十何年前のことだが本因坊
将棋の人気はいうまでもなく実力第一人者を争う名人戦の人気である。昨日の名人もひとたび棋力衰えるや平八段となり時にBC級へ落ちることもなきにしもあらずである。実力だけで争う勝負というものは残酷きわまるものである。その激しさ、必死の力闘が人気を生むのである。
碁の本因坊戦ときてはたかが一家名をつぐだけのことにすぎない。今日の新時代では法律的にすら家名が失われているのに本因坊という一家名を争うことがすでにコッケイであり、事実においてその試合内容も棋院大手合を第一義に、ただ二義的な花相撲的な空虚な景気をあおっているにすぎない。生死を賭した力闘は見られないのである。
碁も名人戦をやらねばならぬ。実力第一人者を争うギリ/\の勝負でなければ決して天下の人気をわかすことはできない。伝えきくところによれば目下の棋士の力では名人戦を争うと結局名人位が呉八段に行く、つまり中国へ持って行かれてしまう、それを怖れているのだという巷説であるが、こんなバカな話はない。
今日の日本に於てはチェスに於て、またあらゆる外国種のスポーツに於て、各々の日本の選手たちは世界の選手権をめざして精進しているのである。碁の選手権が中国へ持って行かれるそのことだけでも、すでに碁の世界化、世界的進出を意味する慶賀すべきことではないか。誰が日本の国技ときめたわけでもないのに小さなカラにとじこもって日本人だけで一家ダンラン、あげくは一家名の争いという花相撲でお茶をにごして世間に通用させようという。ダメですよ、世間が通用させてくれません。

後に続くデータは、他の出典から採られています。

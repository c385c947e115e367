//! Output extractors for identity-provider responses.
use anyhow::{anyhow, Context, Result};
use serde::Deserialize;
use uuid::Uuid;

#[derive(Debug, Deserialize)]
struct Attribute {
    #[serde(rename = "Name")]
    name: String,
    #[serde(rename = "Value", default)]
    value: String,
}

#[derive(Debug, Deserialize)]
struct CreatedUser {
    #[serde(rename = "User")]
    user: CreatedUserBody,
}

#[derive(Debug, Deserialize)]
struct CreatedUserBody {
    #[serde(rename = "Attributes", default)]
    attributes: Vec<Attribute>,
}

#[derive(Debug, Deserialize)]
struct ExistingUser {
    #[serde(rename = "UserAttributes", default)]
    attributes: Vec<Attribute>,
}

fn sub_uuid(attributes: &[Attribute]) -> Result<String> {
    let sub = attributes
        .iter()
        .find(|attr| attr.name == "sub")
        .ok_or_else(|| anyhow!("response carries no `sub` attribute"))?;
    let id = Uuid::parse_str(sub.value.trim())
        .with_context(|| format!("`sub` is not a uuid: {}", sub.value))?;
    if id.get_version_num() != 4 {
        return Err(anyhow!("`sub` is not a v4 uuid: {id}"));
    }
    Ok(id.hyphenated().to_string())
}

/// Identifier assigned by `admin-create-user` (`User.Attributes[sub]`).
pub fn created_uuid(stdout: &str) -> Result<String> {
    let parsed: CreatedUser =
        serde_json::from_str(stdout).context("parse admin-create-user response")?;
    sub_uuid(&parsed.user.attributes)
}

/// Identifier reported by `admin-get-user` (`UserAttributes[sub]`).
pub fn existing_uuid(stdout: &str) -> Result<String> {
    let parsed: ExistingUser =
        serde_json::from_str(stdout).context("parse admin-get-user response")?;
    sub_uuid(&parsed.attributes)
}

実質がなければ人気はでない。大衆は正直なものだ。プロ野球に人気がでたのも実力が向上し、監督がブン殴り合ったりするほど試合というものに精魂をこめ選手権をめざして必死の力闘をするからである。名人位がどこの国へ持って行かれようと真に実力ある者が名人になるのは当然で文句のあるべき筋はなく、かくの如きに真の実力を争うことによって大衆はその力闘にカッサイを惜しまないものである。